"Brazil cannot become a Big Brother and abolish privacy." The Order of Brazilian Attorneys, which has been critical of wiretapping both legal and illegal, seems to find that in order to maintain that libertarian position consistently, it has to come out strongly against O Globo's interception of private electronic communications between Supreme Court justices as well.
An O Globo photographer used a telephoto lenses to read the screens of justices using an intranet instant-messaging program during an important political corruption hearing. O Globo published transcriptions of selected conversation.
Which seems like a coherent enough position to take. I clip to file in order to have a decent sampling of the points of view on the case, pra inglês ver.
It is an interesting debate to read alongside our own domestic debate over warrantless communication intercepts and data mining and the like.
"Brazil cannot become an immense Big Brother in which privacy is abolished. Without privacy there is no liberty. Privacy is one of liberty's most fundamental manifestations."
Intranet networks are used the world over to facilitate internal communications — in private firms and in public institutions. Like the telephone, this tool is for private use.
The Supreme Court adopted an intranet so that the justices could, in strict privacy, exchange personal impressions with respect to legal proceedings. There is nothing illegal about this.

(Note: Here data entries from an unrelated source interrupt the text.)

//! SQLite-backed store implementations.

use std::sync::Arc;

use async_trait::async_trait;
use chrono::{DateTime, Duration, Utc};
use rand::RngCore;
use sqlx::{Row, SqlitePool};

use crate::checker::{AggregatedScan, HostnameResult};
use crate::config::TOKEN_TTL;
use crate::error_handling::DatabaseError;
use crate::models::{PolicySubmission, Scan, Token};
use crate::policy::TlsPolicy;
use crate::stats::{Series, LOCAL_SOURCE};
use crate::storage::{
    EmailBlacklistStore, HostnameScanStore, PolicyStore, ScanStore, StatsStore, TokenStore,
};

/// The SQLite database, carrying the two policy submission stores.
pub struct SqlDatabase {
    pool: Arc<SqlitePool>,
    /// Active submissions; updates are gated by the submission rules.
    pub policies: PolicyDb,
    /// Submissions awaiting email validation; freely overwritten.
    pub pending_policies: PolicyDb,
}

impl SqlDatabase {
    /// Wraps an initialized pool. Run
    /// [`crate::storage::run_migrations`] before first use.
    pub fn new(pool: Arc<SqlitePool>) -> Self {
        SqlDatabase {
            policies: PolicyDb {
                pool: Arc::clone(&pool),
                table: "policies",
            },
            pending_policies: PolicyDb {
                pool: Arc::clone(&pool),
                table: "pending_policies",
            },
            pool,
        }
    }

    /// Rolls the 14 days of scans preceding `date` into one aggregated row
    /// under the local source, and stores it.
    pub async fn put_local_stats(
        &self,
        date: DateTime<Utc>,
    ) -> Result<AggregatedScan, DatabaseError> {
        let start = date - Duration::days(14);
        let row = sqlx::query(
            r#"
            SELECT
                COUNT(domain) AS total,
                COALESCE(SUM(CASE WHEN mta_sts_mode = 'testing' THEN 1 ELSE 0 END), 0) AS testing,
                COALESCE(SUM(CASE WHEN mta_sts_mode = 'enforce' THEN 1 ELSE 0 END), 0) AS enforce
            FROM (
                SELECT domain, mta_sts_mode, MAX(timestamp) AS timestamp
                FROM scans
                WHERE timestamp BETWEEN ? AND ?
                GROUP BY domain
            )
            "#,
        )
        .bind(start)
        .bind(date)
        .fetch_one(self.pool.as_ref())
        .await?;

        let scan = AggregatedScan {
            time: date,
            source: LOCAL_SOURCE.to_string(),
            attempted: 0,
            with_mxs: row.try_get("total")?,
            mta_sts_testing: row.try_get("testing")?,
            mta_sts_enforce: row.try_get("enforce")?,
        };
        self.put_aggregated_scan(&scan).await?;
        Ok(scan)
    }
}

// 8 random bytes from the OS give 64 bits of entropy per token.
fn rand_token() -> String {
    let mut bytes = [0u8; 8];
    rand::rngs::OsRng.fill_bytes(&mut bytes);
    bytes.iter().map(|byte| format!("{byte:02x}")).collect()
}

#[async_trait]
impl ScanStore for SqlDatabase {
    async fn get_latest_scan(&self, domain: &str) -> Result<Scan, DatabaseError> {
        let row = sqlx::query(
            "SELECT domain, scandata, timestamp, version FROM scans
             WHERE domain = ?1 AND timestamp = (SELECT MAX(timestamp) FROM scans WHERE domain = ?1)",
        )
        .bind(domain)
        .fetch_one(self.pool.as_ref())
        .await?;
        scan_from_row(&row)
    }

    async fn put_scan(&self, scan: &Scan) -> Result<(), DatabaseError> {
        let scandata = serde_json::to_string(&scan.data)?;
        let mta_sts_mode = scan
            .data
            .mta_sts_result
            .as_ref()
            .map(|sts| sts.mode.as_str())
            .unwrap_or("");
        sqlx::query(
            "INSERT INTO scans (domain, scandata, timestamp, version, mta_sts_mode)
             VALUES (?, ?, ?, ?, ?)",
        )
        .bind(&scan.domain)
        .bind(scandata)
        .bind(scan.timestamp)
        .bind(scan.version)
        .bind(mta_sts_mode)
        .execute(self.pool.as_ref())
        .await?;
        Ok(())
    }

    async fn get_all_scans(&self, domain: &str) -> Result<Vec<Scan>, DatabaseError> {
        let rows = sqlx::query(
            "SELECT domain, scandata, timestamp, version FROM scans WHERE domain = ? ORDER BY timestamp",
        )
        .bind(domain)
        .fetch_all(self.pool.as_ref())
        .await?;
        rows.iter().map(scan_from_row).collect()
    }
}

fn scan_from_row(row: &sqlx::sqlite::SqliteRow) -> Result<Scan, DatabaseError> {
    let scandata: String = row.try_get("scandata")?;
    Ok(Scan {
        domain: row.try_get("domain")?,
        data: serde_json::from_str(&scandata)?,
        timestamp: row.try_get("timestamp")?,
        version: row.try_get("version")?,
    })
}

#[async_trait]
impl TokenStore for SqlDatabase {
    async fn put_token(&self, domain: &str) -> Result<Token, DatabaseError> {
        let token = Token {
            domain: domain.to_string(),
            token: rand_token(),
            expires: Utc::now() + Duration::from_std(TOKEN_TTL).unwrap_or_else(|_| Duration::hours(72)),
            used: false,
        };
        sqlx::query(
            "INSERT INTO tokens (domain, token, expires, used) VALUES (?, ?, ?, 0)
             ON CONFLICT (domain) DO UPDATE SET token = excluded.token, expires = excluded.expires, used = 0",
        )
        .bind(&token.domain)
        .bind(&token.token)
        .bind(token.expires)
        .execute(self.pool.as_ref())
        .await?;
        Ok(token)
    }

    async fn use_token(&self, token: &str) -> Result<String, DatabaseError> {
        let row = sqlx::query(
            "UPDATE tokens SET used = 1 WHERE token = ? AND used = 0 AND expires > ? RETURNING domain",
        )
        .bind(token)
        .bind(Utc::now())
        .fetch_one(self.pool.as_ref())
        .await?;
        Ok(row.try_get("domain")?)
    }

    async fn get_token_by_domain(&self, domain: &str) -> Result<Token, DatabaseError> {
        let row = sqlx::query("SELECT domain, token, expires, used FROM tokens WHERE domain = ?")
            .bind(domain)
            .fetch_one(self.pool.as_ref())
            .await?;
        Ok(Token {
            domain: row.try_get("domain")?,
            token: row.try_get("token")?,
            expires: row.try_get("expires")?,
            used: row.try_get("used")?,
        })
    }
}

#[async_trait]
impl HostnameScanStore for SqlDatabase {
    async fn get_hostname(
        &self,
        hostname: &str,
    ) -> Result<Option<(HostnameResult, DateTime<Utc>)>, DatabaseError> {
        let row = sqlx::query(
            "SELECT scandata, timestamp FROM hostname_scans
             WHERE hostname = ?1 AND timestamp = (SELECT MAX(timestamp) FROM hostname_scans WHERE hostname = ?1)",
        )
        .bind(hostname)
        .fetch_optional(self.pool.as_ref())
        .await?;
        match row {
            Some(row) => {
                let scandata: String = row.try_get("scandata")?;
                let result: HostnameResult = serde_json::from_str(&scandata)?;
                let stored_at: DateTime<Utc> = row.try_get("timestamp")?;
                Ok(Some((result, stored_at)))
            }
            None => Ok(None),
        }
    }

    async fn put_hostname(
        &self,
        hostname: &str,
        result: &HostnameResult,
    ) -> Result<(), DatabaseError> {
        let scandata = serde_json::to_string(result)?;
        sqlx::query(
            "INSERT INTO hostname_scans (hostname, status, scandata, timestamp) VALUES (?, ?, ?, ?)",
        )
        .bind(hostname)
        .bind(result.status.as_u8() as i64)
        .bind(scandata)
        .bind(Utc::now())
        .execute(self.pool.as_ref())
        .await?;
        Ok(())
    }
}

#[async_trait]
impl StatsStore for SqlDatabase {
    async fn put_aggregated_scan(&self, scan: &AggregatedScan) -> Result<(), DatabaseError> {
        sqlx::query(
            "INSERT INTO aggregated_scans (time, source, attempted, with_mxs, mta_sts_testing, mta_sts_enforce)
             VALUES (?, ?, ?, ?, ?, ?)
             ON CONFLICT (time, source) DO NOTHING",
        )
        .bind(scan.time)
        .bind(&scan.source)
        .bind(scan.attempted)
        .bind(scan.with_mxs)
        .bind(scan.mta_sts_testing)
        .bind(scan.mta_sts_enforce)
        .execute(self.pool.as_ref())
        .await?;
        Ok(())
    }

    async fn get_stats(&self, source: &str) -> Result<Series, DatabaseError> {
        let rows = sqlx::query(
            "SELECT time, source, attempted, with_mxs, mta_sts_testing, mta_sts_enforce
             FROM aggregated_scans WHERE source = ? ORDER BY time",
        )
        .bind(source)
        .fetch_all(self.pool.as_ref())
        .await?;
        let mut series = Series::default();
        for row in rows {
            series.insert(AggregatedScan {
                time: row.try_get("time")?,
                source: row.try_get("source")?,
                attempted: row.try_get("attempted")?,
                with_mxs: row.try_get("with_mxs")?,
                mta_sts_testing: row.try_get("mta_sts_testing")?,
                mta_sts_enforce: row.try_get("mta_sts_enforce")?,
            });
        }
        Ok(series)
    }
}

#[async_trait]
impl EmailBlacklistStore for SqlDatabase {
    async fn put_blacklisted_email(
        &self,
        email: &str,
        reason: &str,
        timestamp: DateTime<Utc>,
    ) -> Result<(), DatabaseError> {
        sqlx::query("INSERT INTO blacklisted_emails (email, reason, timestamp) VALUES (?, ?, ?)")
            .bind(email)
            .bind(reason)
            .bind(timestamp)
            .execute(self.pool.as_ref())
            .await?;
        Ok(())
    }

    async fn is_blacklisted_email(&self, email: &str) -> Result<bool, DatabaseError> {
        let count: i64 =
            sqlx::query_scalar("SELECT COUNT(*) FROM blacklisted_emails WHERE email = ?")
                .bind(email)
                .fetch_one(self.pool.as_ref())
                .await?;
        Ok(count > 0)
    }
}

/// One policy submission table. The active and pending stores share this
/// implementation and differ only in the rules their callers apply.
pub struct PolicyDb {
    pool: Arc<SqlitePool>,
    table: &'static str,
}

#[async_trait]
impl PolicyStore for PolicyDb {
    async fn put_or_update(&self, submission: &PolicySubmission) -> Result<(), DatabaseError> {
        let (mode, mxs) = match &submission.policy {
            Some(policy) => (policy.mode.clone(), serde_json::to_string(&policy.mxs)?),
            None => (String::new(), "[]".to_string()),
        };
        let query = format!(
            "INSERT INTO {} (domain, email, mta_sts, mode, mxs) VALUES (?, ?, ?, ?, ?)
             ON CONFLICT (domain) DO UPDATE SET
                email = excluded.email, mta_sts = excluded.mta_sts,
                mode = excluded.mode, mxs = excluded.mxs",
            self.table
        );
        sqlx::query(&query)
            .bind(&submission.domain)
            .bind(&submission.contact_email)
            .bind(submission.mta_sts)
            .bind(mode)
            .bind(mxs)
            .execute(self.pool.as_ref())
            .await?;
        Ok(())
    }

    async fn get(&self, domain: &str) -> Result<PolicySubmission, DatabaseError> {
        let query = format!(
            "SELECT domain, email, mta_sts, mode, mxs FROM {} WHERE domain = ?",
            self.table
        );
        let row = sqlx::query(&query)
            .bind(domain)
            .fetch_one(self.pool.as_ref())
            .await?;
        submission_from_row(&row)
    }

    async fn remove(&self, domain: &str) -> Result<PolicySubmission, DatabaseError> {
        let query = format!(
            "DELETE FROM {} WHERE domain = ? RETURNING domain, email, mta_sts, mode, mxs",
            self.table
        );
        let row = sqlx::query(&query)
            .bind(domain)
            .fetch_one(self.pool.as_ref())
            .await?;
        submission_from_row(&row)
    }

    async fn list(&self, mta_sts: bool) -> Result<Vec<PolicySubmission>, DatabaseError> {
        let query = format!(
            "SELECT domain, email, mta_sts, mode, mxs FROM {} WHERE mta_sts = ? ORDER BY domain",
            self.table
        );
        let rows = sqlx::query(&query)
            .bind(mta_sts)
            .fetch_all(self.pool.as_ref())
            .await?;
        rows.iter().map(submission_from_row).collect()
    }
}

fn submission_from_row(row: &sqlx::sqlite::SqliteRow) -> Result<PolicySubmission, DatabaseError> {
    let mta_sts: bool = row.try_get("mta_sts")?;
    let policy = if mta_sts {
        None
    } else {
        let mxs: String = row.try_get("mxs")?;
        Some(TlsPolicy {
            mode: row.try_get("mode")?,
            mxs: serde_json::from_str(&mxs)?,
            ..TlsPolicy::default()
        })
    };
    Ok(PolicySubmission {
        domain: row.try_get("domain")?,
        contact_email: row.try_get("email")?,
        mta_sts,
        policy,
    })
}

If there were, why would the Supreme Court spend public money installing an intranet in the first place? You might surmise.
What is illegal — and shocking — is the fact that such conversations would be violated by photographing computer screens, which is just an unacceptable as wiretapping the conversations of judges and attorneys to learn the contents of their conversations.
As if it were not bad enough that the police are truculent enough to place environmental bugs in attorney's offices, violating the law of professional confidentiality, which was implemented to protect the rights of clients, now the privacy of a judge presiding over a legal proceeding is violated.
In a recent case here, a photographer was jailed for contempt for photograhing jurors in a sensitive trial, potentially putting them at risk, according to the judge. The U.S. Supreme Court does not allow photography at its public sessions.